Your response should be the listing below, repeated exactly and in full.

=== Begin Enclosure ===

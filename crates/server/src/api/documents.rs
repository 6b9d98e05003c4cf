//! Document API handlers.

use axum::{
    extract::{Path, State},
    http::StatusCode,
    Json,
};
use serde::{Deserialize, Serialize};
use std::sync::Arc;
use tracing::{info, warn};
use screenflow_core::{Document, DocumentStatus, TaskHandle};

use super::error::{api_error, dispatch_error, not_found, store_error, ApiResult};
use super::middleware::AuthUser;
use crate::state::AppState;

// ============================================================================
// Request/Response Types
// ============================================================================

/// Request body for recording a review decision
#[derive(Debug, Deserialize)]
pub struct ReviewBody {
    /// `shortlisted` or `rejected`
    pub status: DocumentStatus,
}

/// Document as returned by the API, with candidate fields lifted out of the
/// structured record.
#[derive(Debug, Serialize)]
pub struct DocumentResponse {
    pub id: String,
    pub batch_id: String,
    pub owner_id: String,
    pub storage_key: String,
    pub filename: String,
    pub mime_type: String,
    pub status: DocumentStatus,
    pub error_message: Option<String>,
    pub attempt: u32,
    pub match_score: Option<u8>,
    pub match_rationale: Option<String>,
    pub candidate_name: Option<String>,
    pub candidate_email: Option<String>,
    pub quality_score: Option<u8>,
    pub profile_handle: Option<String>,
    pub structured_record: Option<serde_json::Value>,
    pub processing_seconds: Option<f64>,
    pub created_at: String,
    pub processed_at: Option<String>,
    pub updated_at: String,
}

impl From<Document> for DocumentResponse {
    fn from(doc: Document) -> Self {
        let candidate_name = doc.candidate_name().map(str::to_string);
        let candidate_email = doc.candidate_email().map(str::to_string);
        let quality_score = doc.quality_score();
        let profile_handle = doc.profile_handle();
        let processing_seconds = doc.processing_seconds();

        Self {
            id: doc.id,
            batch_id: doc.batch_id,
            owner_id: doc.owner_id,
            storage_key: doc.storage_key,
            filename: doc.filename,
            mime_type: doc.mime_type,
            status: doc.status,
            error_message: doc.error_message,
            attempt: doc.attempt,
            match_score: doc.match_score,
            match_rationale: doc.match_rationale,
            candidate_name,
            candidate_email,
            quality_score,
            profile_handle,
            structured_record: doc.structured_record,
            processing_seconds,
            created_at: doc.created_at.to_rfc3339(),
            processed_at: doc.processed_at.map(|t| t.to_rfc3339()),
            updated_at: doc.updated_at.to_rfc3339(),
        }
    }
}

// ============================================================================
// Handlers
// ============================================================================

/// Loads a document the caller may see. Other owners' documents read as missing.
pub(super) fn owned_document(state: &AppState, user: &AuthUser, id: &str) -> ApiResult<Document> {
    state
        .store()
        .get_document(id)
        .map_err(store_error)?
        .filter(|doc| user.owns(&doc.owner_id))
        .ok_or_else(|| not_found("document", id))
}

/// Get a document by ID
pub async fn get_document(
    State(state): State<Arc<AppState>>,
    user: AuthUser,
    Path(id): Path<String>,
) -> ApiResult<Json<DocumentResponse>> {
    let document = owned_document(&state, &user, &id)?;
    Ok(Json(document.into()))
}

/// Put a failed document back in the queue under a new attempt
pub async fn retry_document(
    State(state): State<Arc<AppState>>,
    user: AuthUser,
    Path(id): Path<String>,
) -> ApiResult<(StatusCode, Json<TaskHandle>)> {
    let document = owned_document(&state, &user, &id)?;

    let handle = state
        .dispatcher()
        .retry(&document.id, &document.owner_id)
        .await
        .map_err(dispatch_error)?;

    Ok((StatusCode::ACCEPTED, Json(handle)))
}

/// Record the reviewer's decision on a completed document
pub async fn review_document(
    State(state): State<Arc<AppState>>,
    user: AuthUser,
    Path(id): Path<String>,
    Json(body): Json<ReviewBody>,
) -> ApiResult<Json<DocumentResponse>> {
    if !body.status.is_review_outcome() {
        return Err(api_error(
            StatusCode::BAD_REQUEST,
            format!(
                "review status must be shortlisted or rejected, got {}",
                body.status
            ),
        ));
    }

    let document = owned_document(&state, &user, &id)?;
    let document = state
        .store()
        .review_document(&document.id, body.status)
        .map_err(store_error)?;

    info!(document_id = %document.id, status = %document.status, "Document reviewed");
    Ok(Json(document.into()))
}

/// Delete a document and its stored upload
pub async fn delete_document(
    State(state): State<Arc<AppState>>,
    user: AuthUser,
    Path(id): Path<String>,
) -> ApiResult<StatusCode> {
    let document = owned_document(&state, &user, &id)?;
    let document = state
        .store()
        .delete_document(&document.id)
        .map_err(store_error)?;

    // Best effort: the row is already gone.
    let keys = [document.storage_key.clone()];
    if let Err(e) = state.storage().delete(&keys).await {
        warn!(
            document_id = %document.id,
            storage_key = %document.storage_key,
            error = %e,
            "Failed to delete stored upload"
        );
    }

    info!(document_id = %document.id, batch_id = %document.batch_id, "Document deleted");
    Ok(StatusCode::NO_CONTENT)
}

=== End Enclosure ===

*Output for this task:*
filename crates/server/src/api/documents.rs
repository 6b9d98e05003c4cf
//! Document API handlers.

use axum::{
    extract::{Path, State},
    http::StatusCode,
    Json,
};
use serde::{Deserialize, Serialize};
use std::sync::Arc;
use tracing::{info, warn};
use screenflow_core::{Document, DocumentStatus, TaskHandle};

use super::error::{api_error, dispatch_error, not_found, store_error, ApiResult};
use super::middleware::AuthUser;
use crate::state::AppState;

// ============================================================================
// Request/Response Types
// ============================================================================

/// Request body for recording a review decision
#[derive(Debug, Deserialize)]
pub struct ReviewBody {
    /// `shortlisted` or `rejected`
    pub status: DocumentStatus,
}

/// Document as returned by the API, with candidate fields lifted out of the
/// structured record.
#[derive(Debug, Serialize)]
pub struct DocumentResponse {
    pub id: String,
    pub batch_id: String,
    pub owner_id: String,
    pub storage_key: String,
    pub filename: String,
    pub mime_type: String,
    pub status: DocumentStatus,
    pub error_message: Option<String>,
    pub attempt: u32,
    pub match_score: Option<u8>,
    pub match_rationale: Option<String>,
    pub candidate_name: Option<String>,
    pub candidate_email: Option<String>,
    pub quality_score: Option<u8>,
    pub profile_handle: Option<String>,
    pub structured_record: Option<serde_json::Value>,
    pub processing_seconds: Option<f64>,
    pub created_at: String,
    pub processed_at: Option<String>,
    pub updated_at: String,
}

impl From<Document> for DocumentResponse {
    fn from(doc: Document) -> Self {
        let candidate_name = doc.candidate_name().map(str::to_string);
        let candidate_email = doc.candidate_email().map(str::to_string);
        let quality_score = doc.quality_score();
        let profile_handle = doc.profile_handle();
        let processing_seconds = doc.processing_seconds();

        Self {
            id: doc.id,
            batch_id: doc.batch_id,
            owner_id: doc.owner_id,
            storage_key: doc.storage_key,
            filename: doc.filename,
            mime_type: doc.mime_type,
            status: doc.status,
            error_message: doc.error_message,
            attempt: doc.attempt,
            match_score: doc.match_score,
            match_rationale: doc.match_rationale,
            candidate_name,
            candidate_email,
            quality_score,
            profile_handle,
            structured_record: doc.structured_record,
            processing_seconds,
            created_at: doc.created_at.to_rfc3339(),
            processed_at: doc.processed_at.map(|t| t.to_rfc3339()),
            updated_at: doc.updated_at.to_rfc3339(),
        }
    }
}

// ============================================================================
// Handlers
// ============================================================================

/// Loads a document the caller may see. Other owners' documents read as missing.
pub(super) fn owned_document(state: &AppState, user: &AuthUser, id: &str) -> ApiResult<Document> {
    state
        .store()
        .get_document(id)
        .map_err(store_error)?
        .filter(|doc| user.owns(&doc.owner_id))
        .ok_or_else(|| not_found("document", id))
}

/// Get a document by ID
pub async fn get_document(
    State(state): State<Arc<AppState>>,
    user: AuthUser,
    Path(id): Path<String>,
) -> ApiResult<Json<DocumentResponse>> {
    let document = owned_document(&state, &user, &id)?;
    Ok(Json(document.into()))
}

/// Put a failed document back in the queue under a new attempt
pub async fn retry_document(
    State(state): State<Arc<AppState>>,
    user: AuthUser,
    Path(id): Path<String>,
) -> ApiResult<(StatusCode, Json<TaskHandle>)> {
    let document = owned_document(&state, &user, &id)?;

    let handle = state
        .dispatcher()
        .retry(&document.id, &document.owner_id)
        .await
        .map_err(dispatch_error)?;

    Ok((StatusCode::ACCEPTED, Json(handle)))
}

/// Record the reviewer's decision on a completed document
pub async fn review_document(
    State(state): State<Arc<AppState>>,
    user: AuthUser,
    Path(id): Path<String>,
    Json(body): Json<ReviewBody>,
) -> ApiResult<Json<DocumentResponse>> {
    if !body.status.is_review_outcome() {
        return Err(api_error(
            StatusCode::BAD_REQUEST,
            format!(
                "review status must be shortlisted or rejected, got {}",
                body.status
            ),
        ));
    }

    let document = owned_document(&state, &user, &id)?;
    let document = state
        .store()
        .review_document(&document.id, body.status)
        .map_err(store_error)?;

    info!(document_id = %document.id, status = %document.status, "Document reviewed");
    Ok(Json(document.into()))
}

/// Delete a document and its stored upload
pub async fn delete_document(
    State(state): State<Arc<AppState>>,
    user: AuthUser,
    Path(id): Path<String>,
) -> ApiResult<StatusCode> {
    let document = owned_document(&state, &user, &id)?;
    let document = state
        .store()
        .delete_document(&document.id)
        .map_err(store_error)?;

    // Best effort: the row is already gone.
    let keys = [document.storage_key.clone()];
    if let Err(e) = state.storage().delete(&keys).await {
        warn!(
            document_id = %document.id,
            storage_key = %document.storage_key,
            error = %e,
            "Failed to delete stored upload"
        );
    }

    info!(document_id = %document.id, batch_id = %document.batch_id, "Document deleted");
    Ok(StatusCode::NO_CONTENT)
}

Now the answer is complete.